Строгий взгляд Тамары не остановил Русудан, она с увлечением продолжала:
— Не будут ли радоваться подданные нашему счастью, и мир и благоденствие водворятся, наконец, в стране? Из-за любви к тебе царь готов на всякие жертвы! Он не пожалеет своей жизни ради тебя…
— Оставь меня! — прервала Тамара, и Русудан, всегда безошибочно распознававшая настроение царицы, не обиделась на ее просьбу, но молча покорилась и вышла.

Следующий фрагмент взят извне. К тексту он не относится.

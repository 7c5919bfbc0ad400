use thiserror::Error;

/// Failures surfaced by the problem model and the solvers built on it.
///
/// A task without a resource is not an error: it is reported as `None`
/// wherever the current resource of a task is queried.
#[derive(Error, Debug, Clone, PartialEq)]
pub enum AllocationError {
    #[error("Task ({task}) is out of bounds (num_tasks: {num_tasks})")]
    InvalidTask { task: usize, num_tasks: usize },

    #[error("Resource ({resource}) is out of bounds (num_resources: {num_resources})")]
    InvalidResource {
        resource: usize,
        num_resources: usize,
    },

    #[error("Infeasible instance: {num_tasks} tasks cannot be matched to {num_resources} resources")]
    InfeasibleInstance {
        num_tasks: usize,
        num_resources: usize,
    },

    #[error("Task ({task}) is not assigned to resource ({resource})")]
    NotAssigned { task: usize, resource: usize },

    #[error("Dimension mismatch for {what}. Expected: {expected}, Actual: {actual}")]
    DimensionMismatch {
        what: &'static str,
        expected: usize,
        actual: usize,
    },

    #[error("Invalid {what} at index {index}: {value} (must be positive and finite)")]
    InvalidValue {
        what: &'static str,
        index: usize,
        value: f64,
    },
}

impl AllocationError {
    pub fn is_invalid_index(&self) -> bool {
        matches!(
            self,
            AllocationError::InvalidTask { .. } | AllocationError::InvalidResource { .. }
        )
    }
}
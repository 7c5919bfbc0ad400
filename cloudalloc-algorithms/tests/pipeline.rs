use cloudalloc_algorithms::resource_allocation::*;
use cloudalloc_challenges::AllocationError;
use rand::{rngs::SmallRng, Rng, SeedableRng};
use serde_json::{json, Map, Value};
use std::cell::RefCell;

fn make_seed(index: u64) -> [u8; 32] {
    let mut seed = [0u8; 32];
    seed[0..8].copy_from_slice(&index.to_le_bytes());
    seed
}

fn instance(index: u64, n_tasks: usize, n_resources: usize) -> Challenge {
    Challenge::generate_instance(
        &make_seed(index),
        &Track {
            n_tasks,
            n_resources,
        },
    )
    .unwrap()
}

fn hyperparameters(value: Value) -> Option<Map<String, Value>> {
    value.as_object().cloned()
}

/// Cheapest one-to-one assignment by trying every injective map.
fn min_matching_cost(challenge: &Challenge) -> f64 {
    fn search(ch: &Challenge, task: usize, used: &mut Vec<bool>, acc: f64, best: &mut f64) {
        if task == ch.num_tasks {
            *best = best.min(acc);
            return;
        }
        for r in 0..ch.num_resources {
            if !used[r] {
                used[r] = true;
                search(ch, task + 1, used, acc + ch.weighted_cost(task, r).unwrap(), best);
                used[r] = false;
            }
        }
    }
    let mut best = f64::INFINITY;
    search(
        challenge,
        0,
        &mut vec![false; challenge.num_resources],
        0.0,
        &mut best,
    );
    best
}

#[test]
fn test_two_by_two_scenario() {
    let challenge = Challenge::new(
        2,
        2,
        vec![vec![1.0, 2.0], vec![2.0, 1.0]],
        vec![1.0, 1.0],
    )
    .unwrap();
    let solution = solve_initial(&challenge).unwrap();
    assert_eq!(solution, Solution::from_resources(&[0, 1]));
    assert_eq!(challenge.evaluate_total_cost(&solution).unwrap(), 2.0);

    let state = State::new(&challenge, solution).unwrap();
    assert!(is_equilibrium(&state));
    assert_eq!(find_improving_move(&state), None);
}

#[test]
fn test_initial_solution_is_an_optimal_matching() {
    let mut rng = SmallRng::seed_from_u64(7);
    for index in 0..40 {
        let n_tasks = rng.gen_range(1..=5);
        let n_resources = rng.gen_range(n_tasks..=6);
        let challenge = instance(index, n_tasks, n_resources);
        let solution = solve_initial(&challenge).unwrap();
        challenge.verify_matching(&solution).unwrap();
        let cost = challenge.evaluate_total_cost(&solution).unwrap();
        assert!((cost - min_matching_cost(&challenge)).abs() < 1e-9);
    }
}

#[test]
fn test_initial_solver_rejects_infeasible_instances() {
    let challenge = instance(1, 4, 3);
    assert_eq!(
        solve_initial(&challenge).unwrap_err(),
        AllocationError::InfeasibleInstance {
            num_tasks: 4,
            num_resources: 3
        }
    );
    let empty = Challenge::new(0, 3, vec![], vec![]).unwrap();
    assert!(matches!(
        solve_initial(&empty),
        Err(AllocationError::InfeasibleInstance { .. })
    ));
    let no_resources = Challenge::new(2, 0, vec![vec![], vec![]], vec![1.0, 1.0]).unwrap();
    assert!(RandomInitializer { seed: 0 }.solve(&no_resources).is_err());
}

#[test]
fn test_random_initializer_is_seeded() {
    let challenge = instance(2, 8, 3);
    let a = RandomInitializer { seed: 11 }.solve(&challenge).unwrap();
    let b = RandomInitializer { seed: 11 }.solve(&challenge).unwrap();
    assert_eq!(a, b);
    challenge.verify_solution(&a).unwrap();
}

#[test]
fn test_refine_never_increases_cost() {
    let params = Params::default();
    for index in 0..50 {
        let challenge = instance(index, 5, 7);
        let mut state = State::new(&challenge, solve_initial(&challenge).unwrap()).unwrap();
        let initial_cost = state.total_cost();
        refine(&mut state, &params);
        assert!(state.total_cost() <= initial_cost);
        challenge.verify_solution(state.solution()).unwrap();
    }
}

#[test]
fn test_refine_is_idempotent_at_equilibrium() {
    let params = Params::default();
    for index in 0..50 {
        let challenge = instance(index, 4, 6);
        let mut state = State::new(&challenge, solve_initial(&challenge).unwrap()).unwrap();
        refine(&mut state, &params);
        assert!(is_equilibrium(&state));

        let before = state.solution().clone();
        assert_eq!(refine(&mut state, &params), 0);
        assert_eq!(state.solution(), &before);
    }
}

#[test]
fn test_brute_force_bounds_pipeline() {
    for index in 0..20 {
        let challenge = instance(index, 3, 3);
        let mut state = State::new(&challenge, solve_initial(&challenge).unwrap()).unwrap();
        refine(&mut state, &Params::default());
        let baseline = challenge.compute_brute_force_baseline().unwrap();
        let baseline_cost = challenge.evaluate_total_cost(&baseline).unwrap();
        assert!(baseline_cost <= state.total_cost() + 1e-9);
    }
}

#[test]
fn test_total_utility_if_reallocated_is_pure() {
    let challenge = instance(5, 4, 4);
    let mut state = State::new(&challenge, Solution::from_resources(&[0, 0, 2, 3])).unwrap();
    minimize_gelr(&mut state);
    let before = state.solution().clone();
    for t in 0..4 {
        for r in 0..4 {
            let projected = state.total_utility_if_reallocated(t, r).unwrap();
            let simulated = state.trial_move(t, r).unwrap().total_utility();
            assert!((projected - simulated).abs() < 1e-12);
            for task in 0..4 {
                assert_eq!(
                    state.current_resource_of(task).unwrap(),
                    before.assignment[task]
                );
            }
        }
    }
    assert!(state.total_utility_if_reallocated(4, 0).is_err());
}

#[test]
fn test_reallocate_keeps_single_assignment() {
    let challenge = instance(6, 3, 3);
    let mut state = State::new(&challenge, Solution::from_resources(&[0, 1, 2])).unwrap();
    state.reallocate(0, 0, 2).unwrap();
    assert_eq!(state.current_resource_of(0).unwrap(), Some(2));
    assert_eq!(state.tasks_on(2).unwrap(), vec![0, 2]);
    assert_eq!(state.tasks_on(0).unwrap(), Vec::<usize>::new());

    assert_eq!(
        state.reallocate(1, 0, 2).unwrap_err(),
        AllocationError::NotAssigned {
            task: 1,
            resource: 0
        }
    );
    assert!(state.reallocate(3, 0, 1).unwrap_err().is_invalid_index());
    assert!(state.reallocate(1, 1, 3).unwrap_err().is_invalid_index());
    assert!(state.tasks_on(3).is_err());
    assert!(state.current_resource_of(3).is_err());
    assert_eq!(state.solution(), &Solution::from_resources(&[2, 1, 2]));
}

#[test]
fn test_state_rejects_out_of_range_allocation() {
    let challenge = instance(6, 2, 2);
    assert!(State::new(&challenge, Solution::from_resources(&[0, 2])).is_err());
    assert!(State::new(&challenge, Solution::from_resources(&[0])).is_err());
}

#[test]
fn test_splr_moves_to_first_cheapest_resource() {
    let challenge = Challenge::new(
        2,
        4,
        vec![vec![5.0, 2.0, 2.0, 9.0], vec![1.0, 3.0, 1.0, 1.0]],
        vec![1.0, 1.0],
    )
    .unwrap();
    let mut state = State::new(&challenge, Solution::from_resources(&[3, 0])).unwrap();
    assert!(compute_splr(&state, 0, 1).unwrap() < 0.0);
    assert!(compute_splr(&state, 1, 2).unwrap() == 0.0);
    assert_eq!(best_improving_resource(&state, 0), Ok(Some(1)));
    assert_eq!(best_improving_resource(&state, 1), Ok(None));

    assert_eq!(minimize_splr(&mut state), 1);
    assert_eq!(state.solution(), &Solution::from_resources(&[1, 0]));
}

#[test]
fn test_splr_skips_unassigned_tasks() {
    let challenge = instance(8, 2, 3);
    let mut state = State::new(
        &challenge,
        Solution {
            assignment: vec![None, None],
        },
    )
    .unwrap();
    assert_eq!(compute_splr(&state, 0, 1), Ok(f64::INFINITY));
    assert_eq!(minimize_splr(&mut state), 0);
    assert_eq!(minimize_gelr(&mut state), 0);
    let mut rng = SmallRng::seed_from_u64(0);
    assert_eq!(randomized_refinement(&mut state, 100, &mut rng), 0);
    assert!(is_equilibrium(&state));
}

#[test]
fn test_gelr_min_single_prefers_smallest_change() {
    let challenge = Challenge::new(
        1,
        4,
        vec![vec![4.0, 4.0, 1.0, 2.0]],
        vec![1.0],
    )
    .unwrap();
    let mut state = State::new(&challenge, Solution::from_resources(&[0])).unwrap();
    // resource 1 leaves total utility unchanged, resource 3 changes it least
    assert_eq!(compute_gelr(&state, 0, 1), Ok(0.0));
    assert_eq!(min_single(&state, 0, 0), Ok(Some(3)));

    // moved onto resource 3 first, then from there to its cheapest resource
    // once its own min_single move is rolled back
    assert_eq!(minimize_gelr(&mut state), 2);
    assert_eq!(state.current_resource_of(0).unwrap(), Some(2));
}

#[test]
fn test_gelr_second_chance_for_negative_splr_task() {
    // The smallest change for task 0 is onto the more expensive resource 1,
    // which is rolled back; the task then takes its best improving move.
    let challenge = Challenge::new(
        1,
        3,
        vec![vec![2.0, 3.0, 1.0]],
        vec![1.0],
    )
    .unwrap();
    let mut state = State::new(&challenge, Solution::from_resources(&[0])).unwrap();
    assert_eq!(min_single(&state, 0, 0), Ok(Some(1)));
    assert_eq!(minimize_gelr(&mut state), 1);
    assert_eq!(state.current_resource_of(0).unwrap(), Some(2));
}

#[test]
fn test_gelr_skips_single_resource() {
    let challenge = Challenge::new(2, 1, vec![vec![3.0], vec![1.0]], vec![1.0, 2.0]).unwrap();
    let mut state = State::new(&challenge, Solution::from_resources(&[0, 0])).unwrap();
    assert_eq!(min_single(&state, 0, 0), Ok(None));
    assert_eq!(minimize_gelr(&mut state), 0);
    assert_eq!(state.solution(), &Solution::from_resources(&[0, 0]));
}

#[test]
fn test_randomized_refinement_only_improves() {
    let challenge = instance(9, 6, 5);
    let solution = RandomInitializer { seed: 3 }.solve(&challenge).unwrap();
    let mut state = State::new(&challenge, solution.clone()).unwrap();
    let mut rng = SmallRng::seed_from_u64(4);
    assert_eq!(randomized_refinement(&mut state, 0, &mut rng), 0);
    assert_eq!(state.solution(), &solution);

    let mut last_cost = state.total_cost();
    for _ in 0..20 {
        randomized_refinement(&mut state, 10, &mut rng);
        assert!(state.total_cost() <= last_cost);
        last_cost = state.total_cost();
    }
}

#[test]
fn test_can_improve_nash() {
    let challenge = Challenge::new(
        2,
        2,
        vec![vec![1.0, 2.0], vec![2.0, 1.0]],
        vec![1.0, 1.0],
    )
    .unwrap();
    let state = State::new(&challenge, Solution::from_resources(&[1, 1])).unwrap();
    assert_eq!(can_improve_nash(&state, 0, 0), Ok(true));
    assert_eq!(can_improve_nash(&state, 0, 1), Ok(false));
    assert_eq!(can_improve_nash(&state, 1, 0), Ok(false));
    assert_eq!(find_improving_move(&state), Some((0, 0)));
    assert!(!is_equilibrium(&state));
}

#[test]
fn test_queries_reject_out_of_range_indices() {
    let challenge = Challenge::new(
        2,
        2,
        vec![vec![1.0, 2.0], vec![2.0, 1.0]],
        vec![1.0, 1.0],
    )
    .unwrap();
    let mut state = State::new(&challenge, Solution::from_resources(&[0, 1])).unwrap();
    let bad_task = AllocationError::InvalidTask {
        task: 5,
        num_tasks: 2,
    };
    let bad_resource = AllocationError::InvalidResource {
        resource: 7,
        num_resources: 2,
    };

    assert_eq!(compute_splr(&state, 5, 0), Err(bad_task.clone()));
    assert_eq!(compute_splr(&state, 0, 7), Err(bad_resource.clone()));
    assert_eq!(best_improving_resource(&state, 5), Err(bad_task.clone()));
    assert_eq!(compute_gelr(&state, 5, 0), Err(bad_task.clone()));
    assert_eq!(compute_gelr(&state, 0, 7), Err(bad_resource.clone()));
    assert_eq!(min_single(&state, 5, 0), Err(bad_task.clone()));
    assert_eq!(min_single(&state, 0, 7), Err(bad_resource.clone()));
    assert_eq!(can_improve_nash(&state, 5, 0), Err(bad_task.clone()));
    assert_eq!(can_improve_nash(&state, 0, 7), Err(bad_resource.clone()));
    assert_eq!(state.trial_move(0, 7).err(), Some(bad_resource));
    assert_eq!(state.trial_move(5, 0).err(), Some(bad_task));

    assert_eq!(state.solution(), &Solution::from_resources(&[0, 1]));
    assert_eq!(state.total_cost(), 2.0);
}

#[test]
fn test_params_initialize() {
    let defaults = Params::initialize(&None).unwrap();
    assert_eq!(defaults, Params::default());
    assert_eq!(defaults.refinement_iterations, 100);

    let params = Params::initialize(&hyperparameters(json!({
        "refinement_iterations": 5,
        "seed": 42,
        "initial_strategy": "random",
        "objective": "cost_only",
    })))
    .unwrap();
    assert_eq!(params.refinement_iterations, 5);
    assert_eq!(params.seed, Some(42));
    assert_eq!(params.initial_strategy, StrategyKind::Random);
    assert_eq!(params.objective, Objective::CostOnly);

    assert!(Params::initialize(&hyperparameters(json!({"initial_strategy": "auction"}))).is_err());
    assert!(Params::initialize(&hyperparameters(json!({"refinement_iterations": -1}))).is_err());
}

#[test]
fn test_params_seed_defaults_to_challenge_seed() {
    let challenge = instance(77, 2, 2);
    assert_eq!(Params::default().seed_for(&challenge), 77);
    let params = Params {
        seed: Some(5),
        ..Params::default()
    };
    assert_eq!(params.seed_for(&challenge), 5);
}

#[test]
fn test_solver_report() {
    let challenge = instance(10, 5, 5);
    let report = Solver::solve(&challenge, None, &None).unwrap();
    assert!(report.final_cost <= report.initial_cost);
    assert!(report.is_equilibrium);
    assert_eq!(
        report.final_cost,
        challenge.evaluate_total_cost(&report.solution).unwrap()
    );
    assert!((report.total_utility - challenge.total_utility(&report.solution).unwrap()).abs() < 1e-12);
}

#[test]
fn test_solver_with_random_start_reaches_baseline() {
    let challenge = instance(12, 4, 3);
    let report = Solver::solve(
        &challenge,
        None,
        &hyperparameters(json!({"initial_strategy": "random", "seed": 1})),
    )
    .unwrap();
    let baseline = challenge.compute_brute_force_baseline().unwrap();
    let baseline_cost = challenge.evaluate_total_cost(&baseline).unwrap();
    assert!((report.final_cost - baseline_cost).abs() < 1e-9);
    assert_eq!(challenge.evaluate_solution(&report.solution).unwrap(), 0);
}

#[test]
fn test_solve_challenge_saves_initial_and_final_solutions() {
    let challenge = instance(13, 3, 4);
    let saved = RefCell::new(Vec::new());
    let save_solution_fn = |s: &Solution| -> anyhow::Result<()> {
        saved.borrow_mut().push(s.clone());
        Ok(())
    };
    solve_challenge(&challenge, &save_solution_fn, &None).unwrap();
    assert!(solve_challenge(&instance(14, 4, 3), &save_solution_fn, &None).is_err());

    let saved = saved.into_inner();
    assert_eq!(saved.len(), 2);
    challenge.verify_matching(&saved[0]).unwrap();
    challenge.verify_solution(&saved[1]).unwrap();
}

Они расстались взволнованные и обеспокоенные, и хотя сильно любили друг друга, однако каждая из них желала противное тому, о чем думала другая. Русудан своими коварными речами сильно смутила Тамару, она долго не могла успокоиться после ее ухода. Эти речи пленили сознание царицы, внушая ей желание покориться неизбежности и, уступив общим настояниям, прекратить борьбу с Юрием. Она устала от одиночества, от внутренней борьбы, от несогласия и сопротивления приближенных и печально смотрела на будущее. Иногда она даже думала о том, что не будет нести ответственности ни перед богом, ни перед своей совестью, соединившись с Юрием, так как не в ее воле было предотвратить этот брак и не ее была вина, что Абуласан и Микель не пожелали считаться с ее любовью, а искали только одного — как бы погубить и сокрушить Сослана. Но дойдя до этой мысли, Тамара сразу пришла в себя, представив со всей ясностью, что у Давида, помимо нее, не было никого в жизни, и, изменив ему, она тем самым делала его вечным изгнанником, который предпочел бы скорей погибнуть на чужбине, чем примириться с потерей родины и возлюбленной. Непреодолимая пропасть легла между нею и Юрием, и ни доводы Русудан, ни недовольство подданных, ни чувство жалости к Юрию не имели больше власти над ее душою и не могли заставить ее отречься от Сослана.